Exercise requirements: The full listing below should be printed word for word.

***** Study material

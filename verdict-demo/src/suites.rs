//! The sample suites.
//!
//! Each suite registers one case and records a known mix of passing, warning,
//! failing, and panicking assertions, so the output of a run can be checked
//! by eye or by the CLI tests.

// Several checks compare a thingy with itself on purpose.
#![allow(clippy::eq_op)]

use std::panic::AssertUnwindSafe;

use verdict_core::{
    CaseHandle, FatalFailure, Severity, Site, TestRegistry, ut_check, ut_message, ut_require,
    ut_warn,
};

use crate::args::CommandLineArgs;
use crate::events::SUITES_TARGET;
use crate::thingy::{Stuff, Thingy};

/// Readable text of a string panic payload.
fn panic_text(payload: &(dyn std::any::Any + Send)) -> Option<&str> {
    payload
        .downcast_ref::<&str>()
        .copied()
        .or_else(|| payload.downcast_ref::<String>().map(String::as_str))
}

/// Checks that an expression panics. Returning normally is a failure.
macro_rules! expect_panic {
    ($case:expr, $expr:expr) => {
        record_expected_panic(
            &$case,
            Site::new(file!(), line!()),
            stringify!($expr),
            catch(|| $expr),
        )
    };
}

/// Checks that an expression panics with [`Stuff`]. Any other panic counts as
/// an exception.
macro_rules! expect_stuff {
    ($case:expr, $expr:expr) => {
        record_expected_stuff(
            &$case,
            Site::new(file!(), line!()),
            stringify!($expr),
            catch(|| $expr),
        )
    };
}

type Caught = std::thread::Result<()>;

/// Runs `f` with panics caught. A failed requirement keeps unwinding.
fn catch<T>(f: impl FnOnce() -> T) -> Caught {
    std::panic::catch_unwind(AssertUnwindSafe(f))
        .map(|_| ())
        .map_err(|payload| {
            if payload.is::<FatalFailure>() {
                std::panic::resume_unwind(payload);
            }
            payload
        })
}

fn record_expected_panic(case: &CaseHandle<'_>, site: Site<'_>, expression: &str, caught: Caught) {
    match caught {
        Ok(()) => {
            case.record_result(site, Severity::Checked, false, expression, None);
        }
        Err(payload) => {
            let message = panic_text(payload.as_ref());
            case.record_result(site, Severity::Checked, true, expression, message);
        }
    }
}

fn record_expected_stuff(case: &CaseHandle<'_>, site: Site<'_>, expression: &str, caught: Caught) {
    match caught {
        Ok(()) => {
            case.record_result(site, Severity::Checked, false, expression, None);
        }
        Err(payload) => {
            if let Some(Stuff(message)) = payload.downcast_ref::<Stuff>() {
                case.record_result(site, Severity::Checked, true, expression, Some(*message));
            } else {
                case.record_exception(
                    site,
                    Severity::Checked,
                    expression,
                    panic_text(payload.as_ref()),
                );
            }
        }
    }
}

/// Runs the suites selected by the command line.
pub fn run_all(registry: &TestRegistry, args: &CommandLineArgs) -> Result<(), verdict_core::Error> {
    tracing::debug!(target: SUITES_TARGET, "running sample suites");

    passing_test(registry)?;
    just_warnings_test(registry)?;
    if args.passing_only {
        return Ok(());
    }

    thingy_1_test(registry)?;
    thingy_2_test(registry)?;
    empty_test(registry)?;
    exception_test(registry)?;
    if args.fatal {
        fatal_test(registry)?;
    }

    Ok(())
}

fn thingy_1_test(registry: &TestRegistry) -> Result<(), verdict_core::Error> {
    let case = registry.get_or_create("Test 1 Thingy")?;
    let just_one = Thingy::new(1);

    // Passing.
    ut_check!(case, !just_one.is_zero());
    ut_check!(case, !just_one.is_zero(), "This is not zero.");

    ut_message!(case, "You can output any message directly into the test results!");

    // Warnings.
    ut_warn!(case, just_one.is_zero());
    ut_warn!(case, !just_one.is_zero());
    ut_warn!(case, just_one.is_zero(), "This is just a warning.");
    ut_warn!(case, !just_one.is_zero(), "This is just a warning.");

    // Failing.
    ut_check!(case, just_one.is_zero());
    ut_check!(case, just_one.is_zero(), "This is not zero.");

    // The outcome of a check can drive further reporting.
    let passed = case.record_result(
        Site::new(file!(), line!()),
        Severity::Checked,
        just_one.is_zero(),
        "just_one.is_zero()",
        None,
    );
    if !passed {
        ut_message!(case, "Call to just_one.is_zero() failed!");
    }

    let passed = just_one.is_zero();
    ut_check!(case, passed, "Call to just_one.is_zero() failed!");

    ut_check!(case, just_one.throws_badly(false));
    ut_check!(case, just_one.throws_badly(true));
    ut_check!(case, just_one.throws_badly(false), "This should not panic!");
    ut_check!(case, just_one.throws_badly(true), "This can panic!");

    Ok(())
}

fn exception_test(registry: &TestRegistry) -> Result<(), verdict_core::Error> {
    let case = registry.get_or_create("Exception Test")?;
    let empty = Thingy::default();

    ut_check!(case, empty.throws_badly(false));
    ut_check!(case, empty.throws_badly(true));

    // Not panicking fails; any panic passes.
    expect_panic!(case, empty.throws_badly(false));
    expect_panic!(case, empty.throws_badly(true));

    // Not panicking fails.
    expect_stuff!(case, empty.throws_badly_with(false, false));
    expect_stuff!(case, empty.throws_badly_with(false, true));
    // Panicking with something other than stuff is an exception.
    expect_stuff!(case, empty.throws_badly_with(true, false));
    // Panicking with stuff passes.
    expect_stuff!(case, empty.throws_badly_with(true, true));

    Ok(())
}

fn thingy_2_test(registry: &TestRegistry) -> Result<(), verdict_core::Error> {
    let case = registry.get_or_create("Test 2 Thingys")?;
    let empty = Thingy::default();
    let negative = Thingy::new(-1);
    let positive = Thingy::new(1);

    // Passing.
    ut_check!(case, empty == empty);
    ut_check!(case, empty != negative);
    ut_check!(case, empty != positive);
    ut_check!(case, negative == negative);
    ut_check!(case, negative != positive);
    ut_check!(case, negative != empty);
    ut_check!(case, positive == positive);
    ut_check!(case, positive != negative);
    ut_check!(case, positive != empty);

    // Failing.
    ut_check!(case, empty != empty);
    ut_check!(case, empty == negative);
    ut_check!(case, empty == positive);
    ut_check!(case, negative != negative);
    ut_check!(case, negative == positive);
    ut_check!(case, positive != positive);
    ut_check!(case, positive == empty);

    Ok(())
}

fn passing_test(registry: &TestRegistry) -> Result<(), verdict_core::Error> {
    let case = registry.get_or_create("Passing Test")?;
    let empty = Thingy::default();
    let negative = Thingy::new(-1);

    ut_check!(case, empty == empty);
    ut_check!(case, empty != negative);
    ut_check!(case, negative == negative);
    ut_check!(case, negative != empty);

    Ok(())
}

fn just_warnings_test(registry: &TestRegistry) -> Result<(), verdict_core::Error> {
    let case = registry.get_or_create("Just Warnings Test")?;
    let empty = Thingy::default();
    let negative = Thingy::new(-1);
    let positive = Thingy::new(1);

    // Passing.
    ut_check!(case, empty == empty);
    ut_check!(case, empty != negative);
    ut_check!(case, empty != positive);
    ut_check!(case, negative == negative);
    ut_check!(case, negative != positive);
    ut_check!(case, negative != empty);
    ut_check!(case, positive == positive);
    ut_check!(case, positive != negative);
    ut_check!(case, positive != empty);

    // Warnings.
    ut_warn!(case, empty != empty);
    ut_warn!(case, empty == negative);
    ut_warn!(case, empty == positive);

    Ok(())
}

fn empty_test(registry: &TestRegistry) -> Result<(), verdict_core::Error> {
    registry.get_or_create("Empty Thingy Test")?;
    Ok(())
}

fn fatal_test(registry: &TestRegistry) -> Result<(), verdict_core::Error> {
    let case = registry.get_or_create("Fatal Thingy Test")?;
    let empty = Thingy::default();

    ut_require!(case, empty != empty);
    // Showing up in the output means the fatal path returned.
    ut_check!(case, false, "Why is this program still running?");

    Ok(())
}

**********

Response area:
filename verdict-demo/src/suites.rs
//! The sample suites.
//!
//! Each suite registers one case and records a known mix of passing, warning,
//! failing, and panicking assertions, so the output of a run can be checked
//! by eye or by the CLI tests.

// Several checks compare a thingy with itself on purpose.
#![allow(clippy::eq_op)]

use std::panic::AssertUnwindSafe;

use verdict_core::{
    CaseHandle, FatalFailure, Severity, Site, TestRegistry, ut_check, ut_message, ut_require,
    ut_warn,
};

use crate::args::CommandLineArgs;
use crate::events::SUITES_TARGET;
use crate::thingy::{Stuff, Thingy};

/// Readable text of a string panic payload.
fn panic_text(payload: &(dyn std::any::Any + Send)) -> Option<&str> {
    payload
        .downcast_ref::<&str>()
        .copied()
        .or_else(|| payload.downcast_ref::<String>().map(String::as_str))
}

/// Checks that an expression panics. Returning normally is a failure.
macro_rules! expect_panic {
    ($case:expr, $expr:expr) => {
        record_expected_panic(
            &$case,
            Site::new(file!(), line!()),
            stringify!($expr),
            catch(|| $expr),
        )
    };
}

/// Checks that an expression panics with [`Stuff`]. Any other panic counts as
/// an exception.
macro_rules! expect_stuff {
    ($case:expr, $expr:expr) => {
        record_expected_stuff(
            &$case,
            Site::new(file!(), line!()),
            stringify!($expr),
            catch(|| $expr),
        )
    };
}

type Caught = std::thread::Result<()>;

/// Runs `f` with panics caught. A failed requirement keeps unwinding.
fn catch<T>(f: impl FnOnce() -> T) -> Caught {
    std::panic::catch_unwind(AssertUnwindSafe(f))
        .map(|_| ())
        .map_err(|payload| {
            if payload.is::<FatalFailure>() {
                std::panic::resume_unwind(payload);
            }
            payload
        })
}

fn record_expected_panic(case: &CaseHandle<'_>, site: Site<'_>, expression: &str, caught: Caught) {
    match caught {
        Ok(()) => {
            case.record_result(site, Severity::Checked, false, expression, None);
        }
        Err(payload) => {
            let message = panic_text(payload.as_ref());
            case.record_result(site, Severity::Checked, true, expression, message);
        }
    }
}

fn record_expected_stuff(case: &CaseHandle<'_>, site: Site<'_>, expression: &str, caught: Caught) {
    match caught {
        Ok(()) => {
            case.record_result(site, Severity::Checked, false, expression, None);
        }
        Err(payload) => {
            if let Some(Stuff(message)) = payload.downcast_ref::<Stuff>() {
                case.record_result(site, Severity::Checked, true, expression, Some(*message));
            } else {
                case.record_exception(
                    site,
                    Severity::Checked,
                    expression,
                    panic_text(payload.as_ref()),
                );
            }
        }
    }
}

/// Runs the suites selected by the command line.
pub fn run_all(registry: &TestRegistry, args: &CommandLineArgs) -> Result<(), verdict_core::Error> {
    tracing::debug!(target: SUITES_TARGET, "running sample suites");

    passing_test(registry)?;
    just_warnings_test(registry)?;
    if args.passing_only {
        return Ok(());
    }

    thingy_1_test(registry)?;
    thingy_2_test(registry)?;
    empty_test(registry)?;
    exception_test(registry)?;
    if args.fatal {
        fatal_test(registry)?;
    }

    Ok(())
}

fn thingy_1_test(registry: &TestRegistry) -> Result<(), verdict_core::Error> {
    let case = registry.get_or_create("Test 1 Thingy")?;
    let just_one = Thingy::new(1);

    // Passing.
    ut_check!(case, !just_one.is_zero());
    ut_check!(case, !just_one.is_zero(), "This is not zero.");

    ut_message!(case, "You can output any message directly into the test results!");

    // Warnings.
    ut_warn!(case, just_one.is_zero());
    ut_warn!(case, !just_one.is_zero());
    ut_warn!(case, just_one.is_zero(), "This is just a warning.");
    ut_warn!(case, !just_one.is_zero(), "This is just a warning.");

    // Failing.
    ut_check!(case, just_one.is_zero());
    ut_check!(case, just_one.is_zero(), "This is not zero.");

    // The outcome of a check can drive further reporting.
    let passed = case.record_result(
        Site::new(file!(), line!()),
        Severity::Checked,
        just_one.is_zero(),
        "just_one.is_zero()",
        None,
    );
    if !passed {
        ut_message!(case, "Call to just_one.is_zero() failed!");
    }

    let passed = just_one.is_zero();
    ut_check!(case, passed, "Call to just_one.is_zero() failed!");

    ut_check!(case, just_one.throws_badly(false));
    ut_check!(case, just_one.throws_badly(true));
    ut_check!(case, just_one.throws_badly(false), "This should not panic!");
    ut_check!(case, just_one.throws_badly(true), "This can panic!");

    Ok(())
}

fn exception_test(registry: &TestRegistry) -> Result<(), verdict_core::Error> {
    let case = registry.get_or_create("Exception Test")?;
    let empty = Thingy::default();

    ut_check!(case, empty.throws_badly(false));
    ut_check!(case, empty.throws_badly(true));

    // Not panicking fails; any panic passes.
    expect_panic!(case, empty.throws_badly(false));
    expect_panic!(case, empty.throws_badly(true));

    // Not panicking fails.
    expect_stuff!(case, empty.throws_badly_with(false, false));
    expect_stuff!(case, empty.throws_badly_with(false, true));
    // Panicking with something other than stuff is an exception.
    expect_stuff!(case, empty.throws_badly_with(true, false));
    // Panicking with stuff passes.
    expect_stuff!(case, empty.throws_badly_with(true, true));

    Ok(())
}

fn thingy_2_test(registry: &TestRegistry) -> Result<(), verdict_core::Error> {
    let case = registry.get_or_create("Test 2 Thingys")?;
    let empty = Thingy::default();
    let negative = Thingy::new(-1);
    let positive = Thingy::new(1);

    // Passing.
    ut_check!(case, empty == empty);
    ut_check!(case, empty != negative);
    ut_check!(case, empty != positive);
    ut_check!(case, negative == negative);
    ut_check!(case, negative != positive);
    ut_check!(case, negative != empty);
    ut_check!(case, positive == positive);
    ut_check!(case, positive != negative);
    ut_check!(case, positive != empty);

    // Failing.
    ut_check!(case, empty != empty);
    ut_check!(case, empty == negative);
    ut_check!(case, empty == positive);
    ut_check!(case, negative != negative);
    ut_check!(case, negative == positive);
    ut_check!(case, positive != positive);
    ut_check!(case, positive == empty);

    Ok(())
}

fn passing_test(registry: &TestRegistry) -> Result<(), verdict_core::Error> {
    let case = registry.get_or_create("Passing Test")?;
    let empty = Thingy::default();
    let negative = Thingy::new(-1);

    ut_check!(case, empty == empty);
    ut_check!(case, empty != negative);
    ut_check!(case, negative == negative);
    ut_check!(case, negative != empty);

    Ok(())
}

fn just_warnings_test(registry: &TestRegistry) -> Result<(), verdict_core::Error> {
    let case = registry.get_or_create("Just Warnings Test")?;
    let empty = Thingy::default();
    let negative = Thingy::new(-1);
    let positive = Thingy::new(1);

    // Passing.
    ut_check!(case, empty == empty);
    ut_check!(case, empty != negative);
    ut_check!(case, empty != positive);
    ut_check!(case, negative == negative);
    ut_check!(case, negative != positive);
    ut_check!(case, negative != empty);
    ut_check!(case, positive == positive);
    ut_check!(case, positive != negative);
    ut_check!(case, positive != empty);

    // Warnings.
    ut_warn!(case, empty != empty);
    ut_warn!(case, empty == negative);
    ut_warn!(case, empty == positive);

    Ok(())
}

fn empty_test(registry: &TestRegistry) -> Result<(), verdict_core::Error> {
    registry.get_or_create("Empty Thingy Test")?;
    Ok(())
}

fn fatal_test(registry: &TestRegistry) -> Result<(), verdict_core::Error> {
    let case = registry.get_or_create("Fatal Thingy Test")?;
    let empty = Thingy::default();

    ut_require!(case, empty != empty);
    // Showing up in the output means the fatal path returned.
    ut_check!(case, false, "Why is this program still running?");

    Ok(())
}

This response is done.